Official: Jersey City Shooters Were Motivated By “Hatred Of The Jewish People”
New Jersey officials believe the two shooters at a kosher supermarket in Jersey City were motivated by bias against Jews and the police.
“We believe that the suspects held views that reflected hatred of the Jewish people as well as a hatred of law enforcement,” the state’s attorney general, Gurbir Grewal, said at a news conference Thursday.
Four people died in the attack Tuesday at the kosher store, in addition to the gunmen. The victims include Mindy Ferencz, 32, the market owner with her husband, and Moshe Deutsch, 24, who are Jewish, and a store employee, Miguel Douglas, 49. A police officer, Joseph Seals, 39, was killed at a nearby cemetery.
After shooting Seals, the suspects, who have been identified as David Anderson and Francine Graham, drove a van a mile away to the JC Kosher Supermarket and entered firing, according to local law enforcement officials. Police arrived on the scene and a shootout began that lasted more than an hour.
When it was over, police found the bodies of three civilians and the gunmen. Police also found an active pipe bomb in their van.
Grewal said the incident was being investigated as an act of domestic terrorism.
“The evidence points towards acts of hate,” he told reporters. “I can confirm that we are investigating this matter as potential acts of domestic terrorism, fueled both by anti-Semitism and anti-law enforcement beliefs.”

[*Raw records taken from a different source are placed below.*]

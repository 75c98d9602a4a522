//! The rooted document store.

use crate::error::{StorageError, StorageResult};
use crate::key::StorageKey;
use crate::transaction::Transaction;
use fs2::FileExt;
use serde::de::DeserializeOwned;
use serde::Serialize;
use std::fs::OpenOptions;
use std::io;
use std::path::{Path, PathBuf};

/// Maximum serialized document size: 10 MiB.
pub const MAX_VALUE_SIZE: usize = 10 * 1024 * 1024;

/// Serial for staging-file names.
static TEMP_SERIAL: std::sync::atomic::AtomicU64 = std::sync::atomic::AtomicU64::new(0);

/// Advisory lock file guarding the storage root.
const LOCK_FILE: &str = "LOCK";

/// Durable hierarchical key-value store.
///
/// One JSON document per key, laid out under a root directory. The store is
/// an explicit service object: open one per process, share it via `Arc`.
/// Dropping the store releases the root lock.
///
/// # Single Writer
///
/// `open` takes an exclusive advisory lock on `<root>/LOCK`; a second
/// process opening the same root fails with [`StorageError::RootLocked`].
///
/// # Concurrency
///
/// All operations are safe to call from many tasks at once. Note that
/// [`Storage::update`] is read-modify-write without cross-caller atomicity:
/// two concurrent updates of the same key can interleave. Callers that need
/// that guarantee serialize the sequence externally (the session layer holds
/// its lock manager's write lock around session-record updates).
#[derive(Debug)]
pub struct Storage {
    root: PathBuf,
    _lock_file: std::fs::File,
}

impl Storage {
    /// Opens a storage root, creating the directory if needed.
    ///
    /// # Errors
    ///
    /// Returns [`StorageError::RootLocked`] if another process holds the
    /// root, or an I/O error if the directory cannot be created.
    pub fn open(root: &Path) -> StorageResult<Self> {
        std::fs::create_dir_all(root)?;
        let lock_file = OpenOptions::new()
            .read(true)
            .write(true)
            .create(true)
            .truncate(false)
            .open(root.join(LOCK_FILE))?;
        if lock_file.try_lock_exclusive().is_err() {
            return Err(StorageError::RootLocked);
        }
        Ok(Self {
            root: root.to_path_buf(),
            _lock_file: lock_file,
        })
    }

    /// Returns the storage root path.
    #[must_use]
    pub fn root(&self) -> &Path {
        &self.root
    }

    /// Reads and deserializes the document at `key`.
    ///
    /// # Errors
    ///
    /// [`StorageError::NotFound`] if the key has no document.
    pub async fn read<T: DeserializeOwned>(&self, key: &StorageKey) -> StorageResult<T> {
        let bytes = self.read_raw(key).await?;
        Ok(serde_json::from_slice(&bytes)?)
    }

    /// Serializes `value` and writes it at `key`, creating missing parent
    /// containers transparently.
    ///
    /// # Errors
    ///
    /// [`StorageError::ValueTooLarge`] if the serialized document exceeds
    /// [`MAX_VALUE_SIZE`].
    pub async fn write<T: Serialize>(&self, key: &StorageKey, value: &T) -> StorageResult<()> {
        let payload = serde_json::to_vec(value)?;
        self.write_raw(key, &payload).await
    }

    /// Removes the document at `key`. Removing an absent key is not an
    /// error.
    pub async fn remove(&self, key: &StorageKey) -> StorageResult<()> {
        match tokio::fs::remove_file(self.document_path(key)).await {
            Ok(()) => Ok(()),
            Err(e) if absent_kind(e.kind()) => Ok(()),
            Err(e) => Err(e.into()),
        }
    }

    /// Returns true if a document exists at `key`.
    pub async fn exists(&self, key: &StorageKey) -> bool {
        tokio::fs::try_exists(self.document_path(key))
            .await
            .unwrap_or(false)
    }

    /// Lists every full key under `prefix`, sorted.
    ///
    /// An absent prefix yields an empty list.
    pub async fn list(&self, prefix: &StorageKey) -> StorageResult<Vec<StorageKey>> {
        let mut out = Vec::new();
        let start = self.root.join(prefix.container_path());
        let mut stack: Vec<(PathBuf, Vec<String>)> =
            vec![(start, prefix.segments().to_vec())];

        while let Some((dir, segments)) = stack.pop() {
            let mut entries = match tokio::fs::read_dir(&dir).await {
                Ok(entries) => entries,
                Err(e) if e.kind() == io::ErrorKind::NotFound => continue,
                Err(e) => return Err(e.into()),
            };
            while let Some(entry) = entries.next_entry().await? {
                let name = entry.file_name().to_string_lossy().into_owned();
                let file_type = entry.file_type().await?;
                if file_type.is_dir() {
                    let mut child = segments.clone();
                    child.push(name);
                    stack.push((entry.path(), child));
                } else if let Some(stem) = name.strip_suffix(".json") {
                    let mut child = segments.clone();
                    child.push(stem.to_string());
                    out.push(StorageKey::from_trusted(child));
                }
            }
        }

        out.sort();
        Ok(out)
    }

    /// Read-modify-write convenience: reads the document at `key`, applies
    /// `mutate`, writes the result back, and returns it.
    ///
    /// This does **not** serialize concurrent updates of the same key;
    /// callers needing that atomicity hold an external write lock around the
    /// call.
    pub async fn update<T, F>(&self, key: &StorageKey, mutate: F) -> StorageResult<T>
    where
        T: Serialize + DeserializeOwned,
        F: FnOnce(&mut T),
    {
        let mut value: T = self.read(key).await?;
        mutate(&mut value);
        self.write(key, &value).await?;
        Ok(value)
    }

    /// Begins a transaction that stages writes and removes against this
    /// store.
    #[must_use]
    pub fn transaction(&self) -> Transaction<'_> {
        Transaction::new(self)
    }

    /// Reads the raw document bytes at `key`.
    pub(crate) async fn read_raw(&self, key: &StorageKey) -> StorageResult<Vec<u8>> {
        match tokio::fs::read(self.document_path(key)).await {
            Ok(bytes) => Ok(bytes),
            Err(e) if absent_kind(e.kind()) => Err(StorageError::not_found(key.to_string())),
            Err(e) => Err(e.into()),
        }
    }

    /// Writes raw document bytes at `key` via write-to-temp + atomic
    /// rename.
    pub(crate) async fn write_raw(&self, key: &StorageKey, payload: &[u8]) -> StorageResult<()> {
        if payload.len() > MAX_VALUE_SIZE {
            return Err(StorageError::ValueTooLarge {
                key: key.to_string(),
                size: payload.len(),
                limit: MAX_VALUE_SIZE,
            });
        }
        let path = self.document_path(key);
        if let Some(parent) = path.parent() {
            tokio::fs::create_dir_all(parent).await?;
        }
        // Unique temp name so concurrent writers of one key cannot clobber
        // each other's staging file; the rename is what linearizes them.
        let serial = TEMP_SERIAL.fetch_add(1, std::sync::atomic::Ordering::Relaxed);
        let temp = path.with_extension(format!("json.{serial}.tmp"));
        {
            let mut file = tokio::fs::File::create(&temp).await?;
            tokio::io::AsyncWriteExt::write_all(&mut file, payload).await?;
            file.sync_all().await?;
        }
        tokio::fs::rename(&temp, &path).await?;
        Ok(())
    }

    fn document_path(&self, key: &StorageKey) -> PathBuf {
        self.root.join(key.document_path())
    }
}

/// Error kinds that mean "this key has no document": the file is missing,
/// or a parent component exists but is not a container.
fn absent_kind(kind: io::ErrorKind) -> bool {
    matches!(kind, io::ErrorKind::NotFound | io::ErrorKind::NotADirectory)
}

U.S. Attorney Craig Carpenito said the suspects targeted only people in the store as well as the police, and that a video showed that they had not shot at passersby.
“They were clearly targeting that store. They were clearly targeting the New Jersey Police Department,” he said at the news conference.
Grewal said investigators were looking into social media posts that allegedly were written by the suspects. He said they were also probing possible ties with the Black Hebrew Israelites, a movement of African-Americans who believe they descended from the biblical Israelites. Some adherents hold anti-Semitic views.
“We have evidence that both suspects expressed interest in this group, but we have not definitely set any formal links to that organization or any other formal group,” Grewal said.
He added that investigators believe that the shooters were acting on their own.
Ferencz and Deutsch were among a number of haredi Orthodox Jews who recently made Jersey City their home. Some 100 families moved to the area from Brooklyn because of increasing rents. Community members say the Jews got along well with other residents in the Greenville neighborhood, which has a significant African-American population.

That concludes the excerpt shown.